TASK → Where a line below includes the word "supervisor", copy that line.

DATA FOR THIS TASK →
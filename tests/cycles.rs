use core::time::Duration;
use etherplc::{
    MasterContext, MasterConfig, EthercatError, AlState, SlaveState,
    SimulatedSegment, SimulatedSlave,
    };

async fn master(segment: &SimulatedSegment, state: AlState) -> MasterContext {
    let _ = env_logger::builder().is_test(true).try_init();
    let mut master = MasterContext::new(Box::new(segment.clone()), MasterConfig::default());
    master.enumerate().await.unwrap();
    master.negotiate_from_sync_managers().await.unwrap();
    master.configure(0, 1024).await.unwrap();
    master.supervisor().walk(state, master.config().state_timeout).await.unwrap();
    master
}

fn timeout() -> Duration {
    MasterConfig::default().cycle_timeout
}

#[tokio::test(start_paused = true)]
async fn loopback() {
    let segment = SimulatedSegment::new([
        SimulatedSlave::new(2, 0x0af9_3052, "EL2809").with_outputs(16),
        SimulatedSlave::new(2, 0x0c1e_3052, "EL1809").with_inputs(16),
        ]);
    // the outputs of the first slave are connected to the inputs of the second one
    segment.wire(0, 0, 1, 0, 2);
    let master = master(&segment, AlState::Operational).await;

    let image = master.image().unwrap();
    assert_eq!(image.outputs_len(), 2);
    assert_eq!(image.inputs_len(), 2);

    master.view(0).unwrap().write(&[0xab, 0xcd]).unwrap();
    let result = master.exchange(0, timeout()).await.unwrap();
    assert_eq!(result.working_counter, 2);
    assert_eq!(result.expected, 2);
    // one write and one read on the datagram
    assert_eq!(result.raw_counter, 3);
    assert_eq!(result.raw_expected, 3);
    assert!(result.is_complete());

    assert_eq!(segment.outputs(0, 2), [0xab, 0xcd]);
    assert_eq!(master.view(1).unwrap().read(), [0xab, 0xcd]);
    assert_eq!(master.image().unwrap().inputs(), [0xab, 0xcd]);
    // outputs are kept between cycles
    assert_eq!(master.view(0).unwrap().written(), [0xab, 0xcd]);
}

#[tokio::test(start_paused = true)]
async fn inputs() {
    let segment = SimulatedSegment::generic(3);
    let master = master(&segment, AlState::Operational).await;
    for slave in 0 .. 3 {
        segment.set_inputs(slave, 0, &[0x10 + slave as u8]);
    }
    let result = master.exchange(0, timeout()).await.unwrap().check().unwrap();
    assert_eq!(result.working_counter, 3);
    assert_eq!(result.raw_counter, 9);
    assert!(usize::from(result.working_counter) <= master.registry().len());

    let mut buffer = [0];
    for slave in 0 .. 3 {
        master.view(slave).unwrap().read_into(&mut buffer).unwrap();
        assert_eq!(buffer, [0x10 + slave as u8]);
    }
    assert!(matches!(
        master.view(0).unwrap().read_into(&mut [0; 2]),
        Err(EthercatError::LengthMismatch {expected: 1, actual: 2}),
        ));
    assert!(matches!(
        master.view(3),
        Err(EthercatError::IndexOutOfRange {index: 3, count: 3}),
        ));
}

#[tokio::test(start_paused = true)]
async fn outputs_length() {
    let segment = SimulatedSegment::generic(2);
    let master = master(&segment, AlState::Operational).await;
    let view = master.view(1).unwrap();
    assert!(matches!(
        view.write(&[1, 2]),
        Err(EthercatError::LengthMismatch {expected: 1, actual: 2}),
        ));
    // nothing was written
    assert_eq!(view.written(), [0]);
}

#[tokio::test(start_paused = true)]
async fn safe_operational() {
    let segment = SimulatedSegment::generic(2);
    let master = master(&segment, AlState::SafeOperational).await;
    segment.set_inputs(1, 0, &[0x5a]);
    master.view(0).unwrap().write(&[0xff]).unwrap();

    let result = master.exchange(0, timeout()).await.unwrap();
    // inputs are exchanged but outputs are not applied, so no slave did its whole part
    assert_eq!(result.raw_counter, 2);
    assert_eq!(result.raw_expected, 6);
    assert_eq!(result.working_counter, 0);
    assert_eq!(result.expected, 2);
    assert!(matches!(
        result.check(),
        Err(EthercatError::ExchangeTimeout {working_counter: 0, expected: 2}),
        ));
    assert_eq!(master.view(1).unwrap().read(), [0x5a]);
    assert_eq!(segment.outputs(0, 1), [0]);
}

#[tokio::test(start_paused = true)]
async fn degraded_cycle() {
    let segment = SimulatedSegment::generic(2);
    let master = master(&segment, AlState::Operational).await;
    segment.set_inputs(0, 0, &[1]);
    assert!(master.exchange(0, timeout()).await.unwrap().is_complete());
    assert_eq!(master.view(0).unwrap().read(), [1]);

    segment.set_drop_replies(true);
    segment.set_inputs(0, 0, &[2]);
    let result = master.exchange(0, timeout()).await.unwrap();
    assert!(result.timed_out);
    assert_eq!(result.working_counter, 0);
    assert!(result.check().unwrap_err().is_retryable());
    // inputs of a lost cycle are not taken
    assert_eq!(master.view(0).unwrap().read(), [1]);

    // the next cycle is not disturbed
    segment.set_drop_replies(false);
    assert!(master.exchange(0, timeout()).await.unwrap().is_complete());
    assert_eq!(master.view(0).unwrap().read(), [2]);
}

#[tokio::test(start_paused = true)]
async fn single_flight() {
    let segment = SimulatedSegment::generic(2);
    let master = master(&segment, AlState::Operational).await;

    assert!(matches!(master.receive_cycle(0, timeout()).await, Err(EthercatError::Master(_))));
    master.send_cycle(0).await.unwrap();
    assert!(matches!(master.send_cycle(0).await, Err(EthercatError::Master(_))));
    assert!(master.receive_cycle(0, timeout()).await.unwrap().is_complete());
    assert!(matches!(master.receive_cycle(0, timeout()).await, Err(EthercatError::Master(_))));

    // a reception given up by the caller still leaves the cycle to receive
    segment.set_drop_replies(true);
    master.send_cycle(0).await.unwrap();
    let given_up = tokio::time::timeout(
        Duration::from_micros(100),
        master.receive_cycle(0, Duration::from_secs(1)),
        ).await;
    assert!(given_up.is_err());
    assert!(matches!(master.send_cycle(0).await, Err(EthercatError::Master(_))));
    assert!(master.receive_cycle(0, timeout()).await.unwrap().timed_out);
    segment.set_drop_replies(false);
    master.send_cycle(0).await.unwrap();
    assert!(master.receive_cycle(0, timeout()).await.unwrap().is_complete());
}

#[tokio::test(start_paused = true)]
async fn counter_bounded_by_slaves() {
    let segment = SimulatedSegment::new([
        SimulatedSlave::new(2, 0x0af9_3052, "EL2809").with_outputs(16),
        SimulatedSlave::new(2, 0x0c1e_3052, "EL1809").with_inputs(16),
        SimulatedSlave::new(2, 0x0000_0001, "EK1100"),
        SimulatedSlave::new(2, 0x0001_0000, "generic io").with_inputs(8).with_outputs(8),
        ]);
    let master = master(&segment, AlState::Operational).await;
    let slaves = master.registry().len();
    for _ in 0 .. 3 {
        let result = master.exchange(0, timeout()).await.unwrap();
        assert!(result.is_complete());
        assert!(usize::from(result.working_counter) <= slaves);
        assert!(usize::from(result.expected) <= slaves);
        // the coupler has no process data and takes no part in the cycle
        assert_eq!(result.expected, 3);
        assert_eq!(result.raw_counter, 2 + 1 + 3);
    }
    segment.set_drop_replies(true);
    let result = master.exchange(0, timeout()).await.unwrap();
    assert_eq!((result.working_counter, result.raw_counter), (0, 0));
}

#[tokio::test(start_paused = true)]
async fn supervision_during_cycles() {
    let segment = SimulatedSegment::generic(3);
    let master = master(&segment, AlState::Operational).await;
    let supervisor = master.supervisor();
    for round in 0 .. 20u8 {
        segment.set_inputs(2, 0, &[round]);
        master.send_cycle(0).await.unwrap();
        let (cycle, states, check) = tokio::join!(
            master.receive_cycle(0, timeout()),
            supervisor.read_states(),
            supervisor.check_state(AlState::Operational, master.config().state_timeout),
            );
        assert!(cycle.unwrap().is_complete());
        assert!(states.unwrap().iter().all(|&state| state == SlaveState::new(AlState::Operational)));
        check.unwrap();
        assert_eq!(master.view(2).unwrap().read(), [round]);
    }
    assert_eq!(master.bus_state(), SlaveState::new(AlState::Operational));
}

#[tokio::test(start_paused = true)]
async fn groups() {
    let _ = env_logger::builder().is_test(true).try_init();
    let segment = SimulatedSegment::generic(2);
    let mut master = MasterContext::new(Box::new(segment.clone()), MasterConfig::default());
    master.enumerate().await.unwrap();
    master.negotiate_from_sync_managers().await.unwrap();

    assert!(matches!(master.image(), Err(EthercatError::Master(_))));
    assert!(matches!(master.send_cycle(0).await, Err(EthercatError::Master(_))));

    let image = master.configure(1, 1024).await.unwrap();
    assert_eq!(image.generation(), 1);
    assert_eq!(image.logical_address(), 0x0001_0000);
    assert!(matches!(master.exchange(0, timeout()).await, Err(EthercatError::Master(_))));

    master.supervisor().walk(AlState::Operational, master.config().state_timeout).await.unwrap();
    segment.set_inputs(1, 0, &[0x33]);
    assert!(master.exchange(1, timeout()).await.unwrap().is_complete());
    assert_eq!(master.view(1).unwrap().read(), [0x33]);

    // a new configuration starts from a blank image
    let image = master.configure(1, 1024).await.unwrap();
    assert_eq!(image.generation(), 2);
    assert_eq!(image.inputs(), [0, 0]);
    assert!(master.exchange(1, timeout()).await.unwrap().is_complete());
    assert_eq!(master.view(1).unwrap().read(), [0x33]);
}

#[tokio::test(start_paused = true)]
async fn ceiling() {
    let _ = env_logger::builder().is_test(true).try_init();
    let segment = SimulatedSegment::generic(4);
    let mut master = MasterContext::new(Box::new(segment.clone()), MasterConfig::default());
    master.enumerate().await.unwrap();
    master.negotiate_from_sync_managers().await.unwrap();
    assert!(matches!(master.configure(0, 7).await, Err(EthercatError::Configuration(_))));
    assert!(master.image().is_err());
    assert_eq!(master.configure(0, 8).await.unwrap().len(), 8);
}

YOUR RESPONSE →
    master.supervisor().walk(state, master.config().state_timeout).await.unwrap();
    let supervisor = master.supervisor();
            supervisor.read_states(),
            supervisor.check_state(AlState::Operational, master.config().state_timeout),
    master.supervisor().walk(AlState::Operational, master.config().state_timeout).await.unwrap();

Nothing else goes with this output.